In the records below, find each line holding the word "exists" and copy it.

════════════════

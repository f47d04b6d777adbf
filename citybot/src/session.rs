//! Device, perception, and clock bundled for handlers.
//!
//! Input helpers log failures and return `false` instead of propagating, so a
//! disconnected device turns into "no progress" for the current handler.

use std::time::Duration;

use anyhow::Result;
use chrono::{DateTime, Utc};
use tracing::{debug, warn};

use crate::core::detection::{Detection, Detections, Point};
use crate::io::clock::Clock;
use crate::io::detector::Perception;
use crate::io::device::{Device, KeyCode};

#[derive(Clone, Copy)]
pub struct Session<'a> {
    device: &'a dyn Device,
    perception: Perception<'a>,
    clock: &'a dyn Clock,
}

impl<'a> Session<'a> {
    pub fn new(device: &'a dyn Device, perception: Perception<'a>, clock: &'a dyn Clock) -> Self {
        Self {
            device,
            perception,
            clock,
        }
    }

    pub fn device(&self) -> &'a dyn Device {
        self.device
    }

    pub fn now(&self) -> DateTime<Utc> {
        self.clock.now()
    }

    pub fn sleep(&self, duration: Duration) {
        self.clock.sleep(duration);
    }

    /// Fresh capture + detection pass.
    pub fn observe(&self) -> Result<Detections> {
        self.perception.observe()
    }

    pub fn tap(&self, point: Point, what: &str) -> bool {
        match self.device.tap(point) {
            Ok(()) => {
                debug!(what, x = point.x, y = point.y, "tap");
                true
            }
            Err(err) => {
                warn!(what, x = point.x, y = point.y, err = %format!("{err:#}"), "tap failed");
                false
            }
        }
    }

    pub fn tap_detection(&self, det: &Detection) -> bool {
        self.tap(det.center(), &det.class)
    }

    pub fn swipe(&self, from: Point, to: Point, duration: Duration) -> bool {
        match self.device.swipe(from, to, duration) {
            Ok(()) => {
                debug!(from_x = from.x, to_x = to.x, "swipe");
                true
            }
            Err(err) => {
                warn!(err = %format!("{err:#}"), "swipe failed");
                false
            }
        }
    }

    pub fn press(&self, key: KeyCode) -> bool {
        match self.device.press_key(key) {
            Ok(()) => {
                debug!(key = ?key, "key press");
                true
            }
            Err(err) => {
                warn!(key = ?key, err = %format!("{err:#}"), "key press failed");
                false
            }
        }
    }
}
//! Durable per-instance state records (`<state_dir>/<instance>.json`).

use std::fs;
use std::path::{Path, PathBuf};

use anyhow::{Context, Result};
use tracing::debug;

use crate::core::state::InstanceState;

/// Load/save of one instance's record. The owning instance loop is the only writer.
pub trait StateStore {
    /// `Ok(None)` when the instance has never been saved.
    fn load(&self, id: &str) -> Result<Option<InstanceState>>;
    fn save(&self, id: &str, state: &InstanceState) -> Result<()>;
}

/// One pretty-printed JSON document per instance, replaced atomically.
#[derive(Debug, Clone)]
pub struct JsonStateStore {
    dir: PathBuf,
}

impl JsonStateStore {
    pub fn new(dir: impl Into<PathBuf>) -> Self {
        Self { dir: dir.into() }
    }

    pub fn path_for(&self, id: &str) -> PathBuf {
        self.dir.join(format!("{id}.json"))
    }

    /// Every record in the directory, sorted by instance id.
    pub fn load_all(&self) -> Result<Vec<InstanceState>> {
        if !self.dir.exists() {
            return Ok(Vec::new());
        }
        let mut states = Vec::new();
        for entry in
            fs::read_dir(&self.dir).with_context(|| format!("read {}", self.dir.display()))?
        {
            let path = entry.context("read directory entry")?.path();
            if path.extension().and_then(|e| e.to_str()) != Some("json") {
                continue;
            }
            states.push(read_state(&path)?);
        }
        states.sort_by(|a, b| a.id.cmp(&b.id));
        Ok(states)
    }
}

impl StateStore for JsonStateStore {
    fn load(&self, id: &str) -> Result<Option<InstanceState>> {
        let path = self.path_for(id);
        if !path.exists() {
            debug!(path = %path.display(), "no saved state");
            return Ok(None);
        }
        read_state(&path).map(Some)
    }

    fn save(&self, id: &str, state: &InstanceState) -> Result<()> {
        let path = self.path_for(id);
        debug!(
            path = %path.display(),
            pending = state.build_order.pending_count(),
            "writing instance state"
        );
        let mut buf = serde_json::to_string_pretty(state).context("serialize instance state")?;
        buf.push('\n');
        write_atomic(&path, &buf)
    }
}

fn read_state(path: &Path) -> Result<InstanceState> {
    let contents =
        fs::read_to_string(path).with_context(|| format!("read state {}", path.display()))?;
    let state: InstanceState = serde_json::from_str(&contents)
        .with_context(|| format!("parse state {}", path.display()))?;
    debug!(id = %state.id, "state loaded");
    Ok(state)
}

fn write_atomic(path: &Path, contents: &str) -> Result<()> {
    let parent = path
        .parent()
        .with_context(|| format!("state path missing parent {}", path.display()))?;
    fs::create_dir_all(parent).with_context(|| format!("create directory {}", parent.display()))?;
    let tmp_path = path.with_extension("json.tmp");
    fs::write(&tmp_path, contents)
        .with_context(|| format!("write temp state {}", tmp_path.display()))?;
    fs::rename(&tmp_path, path).with_context(|| format!("replace state {}", path.display()))?;
    Ok(())
}

/// Load an instance record for a new process run, or create a zero-value one.
///
/// Incomplete build tasks lose their retry cooldown so the first pending task
/// is eligible right away, and the device binding follows configuration.
pub fn load_or_create(store: &dyn StateStore, id: &str, device_id: &str) -> Result<InstanceState> {
    match store.load(id)? {
        Some(mut state) => {
            state.id = id.to_string();
            state.device_id = device_id.to_string();
            state.build_order.reset_cooldowns();
            Ok(state)
        }
        None => Ok(InstanceState::new(id, device_id)),
    }
}

#[cfg(test)]
mod tests {
    use super::*;
    use crate::core::build_order::default_build_order;
    use chrono::Utc;

    /// Verifies save → load preserves every field.
    #[test]
    fn state_round_trips() {
        let temp = tempfile::tempdir().expect("tempdir");
        let store = JsonStateStore::new(temp.path().join("state"));

        let mut state = InstanceState::new("main", "emulator-5554");
        state.bootstrap.record_step_a();
        state.build_order.upcoming_tasks = default_build_order();
        state.build_order.record_attempt(0, false, Utc::now());

        store.save("main", &state).expect("save");
        let loaded = store.load("main").expect("load").expect("present");
        assert_eq!(loaded, state);
        assert!(!store.path_for("main").with_extension("json.tmp").exists());
    }

    #[test]
    fn missing_record_is_none() {
        let temp = tempfile::tempdir().expect("tempdir");
        let store = JsonStateStore::new(temp.path());
        assert!(store.load("ghost").expect("load").is_none());
        assert!(store.load_all().expect("load all").is_empty());
    }

    #[test]
    fn load_or_create_clears_pending_cooldowns() {
        let temp = tempfile::tempdir().expect("tempdir");
        let store = JsonStateStore::new(temp.path());
        let now = Utc::now();

        let mut state = InstanceState::new("main", "old-serial");
        state.build_order.upcoming_tasks = default_build_order();
        state.build_order.record_attempt(0, true, now);
        state.build_order.record_attempt(1, false, now);
        store.save("main", &state).expect("save");

        let loaded = load_or_create(&store, "main", "new-serial").expect("load");
        assert_eq!(loaded.device_id, "new-serial");
        assert_eq!(loaded.build_order.upcoming_tasks[0].last_attempt, Some(now));
        assert_eq!(loaded.build_order.upcoming_tasks[1].last_attempt, None);
        assert_eq!(loaded.build_order.upcoming_tasks[1].attempts, 1);
    }

    #[test]
    fn load_or_create_starts_fresh() {
        let temp = tempfile::tempdir().expect("tempdir");
        let store = JsonStateStore::new(temp.path());
        let state = load_or_create(&store, "alt", "emulator-5556").expect("create");
        assert_eq!(state, InstanceState::new("alt", "emulator-5556"));
    }

    #[test]
    fn load_all_sorts_by_id() {
        let temp = tempfile::tempdir().expect("tempdir");
        let store = JsonStateStore::new(temp.path());
        store.save("b", &InstanceState::new("b", "d2")).expect("save b");
        store.save("a", &InstanceState::new("a", "d1")).expect("save a");
        let ids: Vec<_> = store.load_all().expect("load").into_iter().map(|s| s.id).collect();
        assert_eq!(ids, vec!["a", "b"]);
    }
}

════════════════

=== Finished task ===
        if !self.dir.exists() {
        if !path.exists() {
        assert!(!store.path_for("main").with_extension("json.tmp").exists());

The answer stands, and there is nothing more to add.